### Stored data
____________________
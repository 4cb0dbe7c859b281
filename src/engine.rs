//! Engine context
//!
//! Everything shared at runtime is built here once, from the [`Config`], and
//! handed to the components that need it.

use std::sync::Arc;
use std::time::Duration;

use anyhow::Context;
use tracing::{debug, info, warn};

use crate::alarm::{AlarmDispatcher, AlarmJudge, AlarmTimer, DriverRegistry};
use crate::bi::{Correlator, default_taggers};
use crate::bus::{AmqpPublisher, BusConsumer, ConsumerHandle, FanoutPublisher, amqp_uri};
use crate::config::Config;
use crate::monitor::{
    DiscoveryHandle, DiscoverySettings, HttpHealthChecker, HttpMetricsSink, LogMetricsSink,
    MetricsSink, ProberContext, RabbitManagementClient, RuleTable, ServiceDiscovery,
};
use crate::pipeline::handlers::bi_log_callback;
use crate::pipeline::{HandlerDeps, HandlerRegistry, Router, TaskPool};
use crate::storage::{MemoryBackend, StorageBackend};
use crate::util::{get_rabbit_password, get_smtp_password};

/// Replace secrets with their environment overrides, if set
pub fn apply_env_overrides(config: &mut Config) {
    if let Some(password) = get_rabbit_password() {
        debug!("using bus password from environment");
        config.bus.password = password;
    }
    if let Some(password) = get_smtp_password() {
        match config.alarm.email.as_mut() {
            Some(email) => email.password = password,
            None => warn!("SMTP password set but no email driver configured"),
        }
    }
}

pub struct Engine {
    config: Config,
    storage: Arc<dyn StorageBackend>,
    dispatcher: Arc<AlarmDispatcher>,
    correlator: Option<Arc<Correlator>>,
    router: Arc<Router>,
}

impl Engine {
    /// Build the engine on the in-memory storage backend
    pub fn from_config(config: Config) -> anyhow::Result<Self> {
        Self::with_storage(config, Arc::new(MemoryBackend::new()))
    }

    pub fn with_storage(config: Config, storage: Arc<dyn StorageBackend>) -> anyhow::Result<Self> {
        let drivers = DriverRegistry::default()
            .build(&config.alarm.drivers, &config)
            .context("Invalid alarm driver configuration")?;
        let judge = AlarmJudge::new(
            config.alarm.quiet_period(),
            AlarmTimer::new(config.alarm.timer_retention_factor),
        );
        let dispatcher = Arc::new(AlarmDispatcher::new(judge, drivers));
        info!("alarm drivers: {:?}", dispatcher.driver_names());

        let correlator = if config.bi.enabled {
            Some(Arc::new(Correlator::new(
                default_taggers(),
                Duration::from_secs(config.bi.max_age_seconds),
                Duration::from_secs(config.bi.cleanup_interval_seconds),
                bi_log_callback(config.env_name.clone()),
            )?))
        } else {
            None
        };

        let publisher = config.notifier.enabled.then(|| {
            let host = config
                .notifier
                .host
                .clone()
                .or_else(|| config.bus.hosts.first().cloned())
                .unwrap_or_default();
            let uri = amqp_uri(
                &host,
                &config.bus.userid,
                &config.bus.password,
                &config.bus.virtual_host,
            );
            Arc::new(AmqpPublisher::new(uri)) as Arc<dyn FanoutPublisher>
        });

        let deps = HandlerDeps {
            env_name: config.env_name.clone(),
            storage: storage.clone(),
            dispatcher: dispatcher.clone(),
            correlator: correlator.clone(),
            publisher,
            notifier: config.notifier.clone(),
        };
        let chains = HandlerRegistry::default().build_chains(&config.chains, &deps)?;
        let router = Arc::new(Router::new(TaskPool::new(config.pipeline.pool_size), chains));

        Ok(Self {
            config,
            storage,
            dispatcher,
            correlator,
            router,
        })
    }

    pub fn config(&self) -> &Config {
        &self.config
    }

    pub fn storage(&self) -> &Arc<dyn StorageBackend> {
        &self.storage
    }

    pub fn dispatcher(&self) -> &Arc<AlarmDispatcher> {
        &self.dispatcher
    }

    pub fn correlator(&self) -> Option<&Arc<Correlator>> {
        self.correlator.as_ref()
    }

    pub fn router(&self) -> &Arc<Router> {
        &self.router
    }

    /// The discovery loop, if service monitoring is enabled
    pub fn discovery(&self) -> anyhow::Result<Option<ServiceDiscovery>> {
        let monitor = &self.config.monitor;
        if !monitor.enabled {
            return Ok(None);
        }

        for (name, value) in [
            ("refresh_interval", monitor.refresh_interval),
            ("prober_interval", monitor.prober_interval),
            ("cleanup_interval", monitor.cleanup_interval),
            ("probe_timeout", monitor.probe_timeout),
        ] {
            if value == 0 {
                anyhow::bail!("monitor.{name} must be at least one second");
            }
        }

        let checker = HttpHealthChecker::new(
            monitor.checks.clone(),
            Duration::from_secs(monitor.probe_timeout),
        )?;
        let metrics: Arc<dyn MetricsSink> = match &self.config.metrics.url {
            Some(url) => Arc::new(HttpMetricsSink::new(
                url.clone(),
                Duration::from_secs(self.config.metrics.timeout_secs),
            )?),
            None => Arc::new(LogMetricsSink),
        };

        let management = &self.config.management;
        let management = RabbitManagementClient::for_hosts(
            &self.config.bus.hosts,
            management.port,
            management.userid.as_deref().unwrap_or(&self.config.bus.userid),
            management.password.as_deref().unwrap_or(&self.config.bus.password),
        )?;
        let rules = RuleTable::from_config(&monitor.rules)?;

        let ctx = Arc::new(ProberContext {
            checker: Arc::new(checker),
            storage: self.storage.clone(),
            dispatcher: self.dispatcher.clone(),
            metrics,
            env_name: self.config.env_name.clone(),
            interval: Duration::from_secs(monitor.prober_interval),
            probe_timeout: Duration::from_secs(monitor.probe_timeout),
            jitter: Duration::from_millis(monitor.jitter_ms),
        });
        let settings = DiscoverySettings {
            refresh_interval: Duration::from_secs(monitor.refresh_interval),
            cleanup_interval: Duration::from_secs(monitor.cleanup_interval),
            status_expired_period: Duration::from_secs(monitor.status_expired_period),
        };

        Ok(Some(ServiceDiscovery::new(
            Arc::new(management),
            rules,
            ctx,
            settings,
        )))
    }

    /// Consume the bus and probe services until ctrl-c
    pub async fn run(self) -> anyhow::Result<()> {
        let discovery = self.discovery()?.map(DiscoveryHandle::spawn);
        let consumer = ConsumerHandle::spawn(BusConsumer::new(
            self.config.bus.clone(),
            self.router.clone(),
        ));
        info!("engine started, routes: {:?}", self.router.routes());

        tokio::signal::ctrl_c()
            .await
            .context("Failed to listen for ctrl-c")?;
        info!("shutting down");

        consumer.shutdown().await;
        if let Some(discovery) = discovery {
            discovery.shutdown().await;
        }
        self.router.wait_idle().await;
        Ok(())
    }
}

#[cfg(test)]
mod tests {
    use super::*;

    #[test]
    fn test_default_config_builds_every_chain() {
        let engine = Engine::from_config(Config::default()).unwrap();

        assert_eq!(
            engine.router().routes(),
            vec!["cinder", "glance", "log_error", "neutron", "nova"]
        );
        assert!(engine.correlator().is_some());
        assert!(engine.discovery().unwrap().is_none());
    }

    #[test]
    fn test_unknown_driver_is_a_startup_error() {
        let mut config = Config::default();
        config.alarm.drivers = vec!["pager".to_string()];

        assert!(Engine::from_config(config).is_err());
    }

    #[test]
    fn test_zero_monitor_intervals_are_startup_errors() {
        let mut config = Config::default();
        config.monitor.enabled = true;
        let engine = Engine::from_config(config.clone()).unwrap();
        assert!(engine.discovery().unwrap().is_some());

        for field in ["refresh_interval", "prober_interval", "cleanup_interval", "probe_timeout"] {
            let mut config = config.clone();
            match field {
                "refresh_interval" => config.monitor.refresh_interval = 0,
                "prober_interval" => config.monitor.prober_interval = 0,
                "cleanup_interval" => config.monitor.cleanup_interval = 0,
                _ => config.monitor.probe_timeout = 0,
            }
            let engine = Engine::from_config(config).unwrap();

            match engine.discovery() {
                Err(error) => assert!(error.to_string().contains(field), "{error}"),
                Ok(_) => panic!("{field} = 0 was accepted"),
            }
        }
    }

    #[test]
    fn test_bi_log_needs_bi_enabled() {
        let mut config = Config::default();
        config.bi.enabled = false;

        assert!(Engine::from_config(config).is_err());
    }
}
____________________
Search the data for the word "DiscoveryHandle" and copy each line where it appears.

    DiscoveryHandle, DiscoverySettings, HttpHealthChecker, HttpMetricsSink, LogMetricsSink,
        let discovery = self.discovery()?.map(DiscoveryHandle::spawn);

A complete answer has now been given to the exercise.